■ What needs to be done
Nothing but the records beneath, reproduced exactly, should appear in the answer.

■ Collected data

>>>>>

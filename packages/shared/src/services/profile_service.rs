use std::sync::{Arc, Mutex, MutexGuard, PoisonError};
use tracing::{error, info};

use crate::models::user::{ChangePasswordRequest, UpdateProfileRequest, UserProfile};
use crate::repositories::errors::api_client_errors::ApiClientError;
use crate::repositories::profile_repository::ProfileRepository;
use crate::services::errors::profile_service_errors::ProfileError;

const PROFILE_UPDATED: &str = "Profile updated successfully";
const PASSWORD_CHANGED: &str = "Password changed successfully";

#[derive(Debug, Clone, Default, PartialEq)]
pub struct ProfileState {
    pub profile: Option<UserProfile>,
    pub loading: bool,
    pub error: Option<String>,
    pub success_message: Option<String>,
}

/// Account page store: own profile, username and password changes.
pub struct ProfileStore {
    profile_repository: Arc<dyn ProfileRepository>,
    state: Mutex<ProfileState>,
}

impl ProfileStore {
    pub fn new(profile_repository: Arc<dyn ProfileRepository>) -> Self {
        ProfileStore {
            profile_repository,
            state: Mutex::new(ProfileState::default()),
        }
    }

    fn lock(&self) -> MutexGuard<'_, ProfileState> {
        self.state.lock().unwrap_or_else(PoisonError::into_inner)
    }

    pub fn state(&self) -> ProfileState {
        self.lock().clone()
    }

    pub fn success_message(&self) -> Option<String> {
        self.lock().success_message.clone()
    }

    pub fn clear_messages(&self) {
        let mut state = self.lock();
        state.error = None;
        state.success_message = None;
    }

    fn begin(&self) {
        let mut state = self.lock();
        state.loading = true;
        state.error = None;
        state.success_message = None;
    }

    fn fail(&self, message: String, err: &ApiClientError) {
        error!("{}: {}", message, err);
        let mut state = self.lock();
        state.loading = false;
        state.error = Some(message);
    }

    pub async fn fetch_profile(&self) {
        self.begin();
        match self.profile_repository.get_profile().await {
            Ok(profile) => {
                let mut state = self.lock();
                state.loading = false;
                state.profile = Some(profile);
            }
            Err(e) => self.fail("Failed to load profile".to_string(), &e),
        }
    }

    pub async fn update_profile(&self, username: &str) -> Result<(), ProfileError> {
        let username = username.trim();
        if username.is_empty() {
            return Err(ProfileError::ValidationError(
                "Username cannot be empty".to_string(),
            ));
        }

        self.begin();
        let request = UpdateProfileRequest {
            username: username.to_string(),
        };
        if let Err(e) = self.profile_repository.update_profile(&request).await {
            self.fail("Failed to update profile".to_string(), &e);
            return Err(ProfileError::from(e));
        }

        info!("Username changed to {}", username);
        let mut state = self.lock();
        state.loading = false;
        if let Some(profile) = state.profile.as_mut() {
            profile.username = request.username;
        }
        state.success_message = Some(PROFILE_UPDATED.to_string());
        Ok(())
    }

    pub async fn change_password(
        &self,
        current_password: &str,
        new_password: &str,
    ) -> Result<(), ProfileError> {
        if current_password.is_empty() || new_password.is_empty() {
            return Err(ProfileError::ValidationError(
                "Current and new password are required".to_string(),
            ));
        }

        self.begin();
        let request = ChangePasswordRequest {
            current_password: current_password.to_string(),
            new_password: new_password.to_string(),
        };
        match self.profile_repository.change_password(&request).await {
            Ok(response) => {
                info!("Password changed");
                let mut state = self.lock();
                state.loading = false;
                state.success_message = Some(
                    response
                        .message
                        .filter(|message| !message.is_empty())
                        .unwrap_or_else(|| PASSWORD_CHANGED.to_string()),
                );
                Ok(())
            }
            Err(e) => {
                let message = match &e {
                    ApiClientError::Status { message, .. } => message.clone(),
                    ApiClientError::Validation { .. } => e.user_message(),
                    _ => "Failed to change password".to_string(),
                };
                self.fail(message, &e);
                Err(ProfileError::from(e))
            }
        }
    }
}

<<<<<

■ Answer to this exercise
filename packages/shared/src/services/profile_service.rs
use std::sync::{Arc, Mutex, MutexGuard, PoisonError};
use tracing::{error, info};

use crate::models::user::{ChangePasswordRequest, UpdateProfileRequest, UserProfile};
use crate::repositories::errors::api_client_errors::ApiClientError;
use crate::repositories::profile_repository::ProfileRepository;
use crate::services::errors::profile_service_errors::ProfileError;

const PROFILE_UPDATED: &str = "Profile updated successfully";
const PASSWORD_CHANGED: &str = "Password changed successfully";

#[derive(Debug, Clone, Default, PartialEq)]
pub struct ProfileState {
    pub profile: Option<UserProfile>,
    pub loading: bool,
    pub error: Option<String>,
    pub success_message: Option<String>,
}

/// Account page store: own profile, username and password changes.
pub struct ProfileStore {
    profile_repository: Arc<dyn ProfileRepository>,
    state: Mutex<ProfileState>,
}

impl ProfileStore {
    pub fn new(profile_repository: Arc<dyn ProfileRepository>) -> Self {
        ProfileStore {
            profile_repository,
            state: Mutex::new(ProfileState::default()),
        }
    }

    fn lock(&self) -> MutexGuard<'_, ProfileState> {
        self.state.lock().unwrap_or_else(PoisonError::into_inner)
    }

    pub fn state(&self) -> ProfileState {
        self.lock().clone()
    }

    pub fn success_message(&self) -> Option<String> {
        self.lock().success_message.clone()
    }

    pub fn clear_messages(&self) {
        let mut state = self.lock();
        state.error = None;
        state.success_message = None;
    }

    fn begin(&self) {
        let mut state = self.lock();
        state.loading = true;
        state.error = None;
        state.success_message = None;
    }

    fn fail(&self, message: String, err: &ApiClientError) {
        error!("{}: {}", message, err);
        let mut state = self.lock();
        state.loading = false;
        state.error = Some(message);
    }

    pub async fn fetch_profile(&self) {
        self.begin();
        match self.profile_repository.get_profile().await {
            Ok(profile) => {
                let mut state = self.lock();
                state.loading = false;
                state.profile = Some(profile);
            }
            Err(e) => self.fail("Failed to load profile".to_string(), &e),
        }
    }

    pub async fn update_profile(&self, username: &str) -> Result<(), ProfileError> {
        let username = username.trim();
        if username.is_empty() {
            return Err(ProfileError::ValidationError(
                "Username cannot be empty".to_string(),
            ));
        }

        self.begin();
        let request = UpdateProfileRequest {
            username: username.to_string(),
        };
        if let Err(e) = self.profile_repository.update_profile(&request).await {
            self.fail("Failed to update profile".to_string(), &e);
            return Err(ProfileError::from(e));
        }

        info!("Username changed to {}", username);
        let mut state = self.lock();
        state.loading = false;
        if let Some(profile) = state.profile.as_mut() {
            profile.username = request.username;
        }
        state.success_message = Some(PROFILE_UPDATED.to_string());
        Ok(())
    }

    pub async fn change_password(
        &self,
        current_password: &str,
        new_password: &str,
    ) -> Result<(), ProfileError> {
        if current_password.is_empty() || new_password.is_empty() {
            return Err(ProfileError::ValidationError(
                "Current and new password are required".to_string(),
            ));
        }

        self.begin();
        let request = ChangePasswordRequest {
            current_password: current_password.to_string(),
            new_password: new_password.to_string(),
        };
        match self.profile_repository.change_password(&request).await {
            Ok(response) => {
                info!("Password changed");
                let mut state = self.lock();
                state.loading = false;
                state.success_message = Some(
                    response
                        .message
                        .filter(|message| !message.is_empty())
                        .unwrap_or_else(|| PASSWORD_CHANGED.to_string()),
                );
                Ok(())
            }
            Err(e) => {
                let message = match &e {
                    ApiClientError::Status { message, .. } => message.clone(),
                    ApiClientError::Validation { .. } => e.user_message(),
                    _ => "Failed to change password".to_string(),
                };
                self.fail(message, &e);
                Err(ProfileError::from(e))
            }
        }
    }
}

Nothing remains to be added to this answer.